I’ve previously noted that contract drafting attorneys aren’t done when their contracts are signed because post-signing activities can dictate whether a well-drafted contract works as intended. Specifically, important dates related to the contract need to be calendared in a reliable calendaring system because failure to adhere to those dates can foil the prettiest drafting.

A good example of this is FaceTime Communications, Inc. v. Reuters Ltd., 2008 WL 2853389 (S.D.N.Y. July 22, 2008). The Justia page. Reuters licensed FaceTime’s software for 2 years at $1.3M and invested substantially in customizing the software for its needs. To protect those additional investments, Reuters retained an option at the end of the 2 years to pay $150k for a perpetual license. For reasons that aren’t entirely explained, Reuters didn’t exercise the option before the exercise deadline, but instead tried to exercise the option after the window closed (and tried to do a little backdating at that).

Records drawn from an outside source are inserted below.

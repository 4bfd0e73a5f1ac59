//! Error types for the kiosk server

use axum::{
    http::StatusCode,
    response::{IntoResponse, Response},
    Json,
};
use serde::Serialize;
use thiserror::Error;

/// Application error codes surfaced in JSON error bodies
#[derive(Debug, Clone, Copy, PartialEq, Eq)]
#[repr(u32)]
pub enum ErrorCode {
    Success = 0,
    Failure = 1,
    MissingSchool = 2,
    StoreFailure = 3,
    NoSuchVisitor = 4,
    BadValue = 5,
}

/// Main application error type
#[derive(Error, Debug)]
pub enum AppError {
    #[error("{0}")]
    Validation(String),

    #[error("School ID is missing. Please ensure you are logged in properly.")]
    MissingSchool,

    #[error("Not found: {0}")]
    NotFound(String),

    #[error("Document store error: {0}")]
    Store(#[from] reqwest::Error),

    #[error("Bad request: {0}")]
    BadRequest(String),

    #[error("Internal server error: {0}")]
    Internal(String),
}

/// Error response body
#[derive(Serialize, utoipa::ToSchema)]
pub struct ErrorResponse {
    pub code: u32,
    pub error: String,
    pub message: String,
}

impl AppError {
    /// HTTP status this error maps to, shared by the JSON API and the pages
    pub fn status_code(&self) -> StatusCode {
        match self {
            AppError::Validation(_) | AppError::BadRequest(_) => StatusCode::BAD_REQUEST,
            AppError::MissingSchool => StatusCode::UNPROCESSABLE_ENTITY,
            AppError::NotFound(_) => StatusCode::NOT_FOUND,
            AppError::Store(_) => StatusCode::BAD_GATEWAY,
            AppError::Internal(_) => StatusCode::INTERNAL_SERVER_ERROR,
        }
    }
}

impl IntoResponse for AppError {
    fn into_response(self) -> Response {
        let (code, message) = match &self {
            AppError::Validation(msg) => (ErrorCode::BadValue, msg.clone()),
            AppError::MissingSchool => (ErrorCode::MissingSchool, self.to_string()),
            AppError::NotFound(msg) => (ErrorCode::NoSuchVisitor, msg.clone()),
            AppError::Store(e) => {
                tracing::error!("Document store error: {:?}", e);
                (ErrorCode::StoreFailure, "Document store error".to_string())
            }
            AppError::BadRequest(msg) => (ErrorCode::BadValue, msg.clone()),
            AppError::Internal(msg) => {
                tracing::error!("Internal error: {}", msg);
                (ErrorCode::Failure, "Internal server error".to_string())
            }
        };

        let body = Json(ErrorResponse {
            code: code as u32,
            error: format!("{:?}", code),
            message,
        });

        (self.status_code(), body).into_response()
    }
}

/// Result type alias for application operations
pub type AppResult<T> = Result<T, AppError>;

#[cfg(test)]
mod tests {
    use super::*;

    #[test]
    fn test_missing_school_message_mentions_session() {
        let msg = AppError::MissingSchool.to_string();
        assert!(msg.contains("School ID is missing"));
        assert!(msg.contains("logged in"));
    }

    #[test]
    fn test_status_codes() {
        assert_eq!(
            AppError::Validation("x".into()).status_code(),
            StatusCode::BAD_REQUEST
        );
        assert_eq!(
            AppError::MissingSchool.status_code(),
            StatusCode::UNPROCESSABLE_ENTITY
        );
        assert_eq!(
            AppError::NotFound("x".into()).status_code(),
            StatusCode::NOT_FOUND
        );
    }
}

Not surprisingly, the court is completely unsympathetic to Reuters’ arguments to try to avoid the obvious consequences of blowing this option exercise (it calls it an “open-and-shut case”). Judgment for FaceTime. Now that the court has spoken, I’m sure Reuters will get to keep using the software if it really wants to, but I suspect the price tag will go up (i.e., to basically the full hold-up value that FaceTime can extract).

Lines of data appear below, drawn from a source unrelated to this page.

//! Health check endpoints

use axum::Json;
use serde::Serialize;
use utoipa::ToSchema;

#[derive(Serialize, ToSchema)]
pub struct HealthResponse {
    /// Current status of the service
    pub status: String,
    /// Version of the service
    pub version: String,
}

/// Health check endpoint
#[utoipa::path(
    get,
    path = "/health",
    tag = "health",
    responses(
        (status = 200, description = "Service is healthy", body = HealthResponse)
    )
)]
pub async fn health_check() -> Json<HealthResponse> {
    Json(HealthResponse {
        status: "healthy".to_string(),
        version: env!("CARGO_PKG_VERSION").to_string(),
    })
}

/// Readiness check endpoint
#[utoipa::path(
    get,
    path = "/ready",
    tag = "health",
    responses(
        (status = 200, description = "Service is ready", body = HealthResponse)
    )
)]
pub async fn readiness_check() -> Json<HealthResponse> {
    Json(HealthResponse {
        status: "ready".to_string(),
        version: env!("CARGO_PKG_VERSION").to_string(),
    })
}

It’s not clear what went wrong at Reuters, but this loss should have been avoidable with a proper calendaring system that alerted its in-house lawyers to begin the option evaluation process well in advance of the option window deadline. (This principle holds the same for contract auto-renews, which I routinely see mismanaged–I usually don’t put auto-renews in my contracts because I’m confident that the deadlines won’t be managed properly). Stated differently, Reuters’ contract drafters did exactly what they needed to do when drafting the contract, but mistracking the contract’s option undid their nice drafting and cost Reuters a lot of money.

UPDATE: FaceTime’s CEO blogged his thoughts. The WSJ Blog’s comments.

UPDATE 2: In reference to the AP story: Isn’t it odd that on July 1, Reuters made a filing with the court saying that it would take several months to develop an alternative, but now it is saying that it will transition to an alternative with no problems by Friday?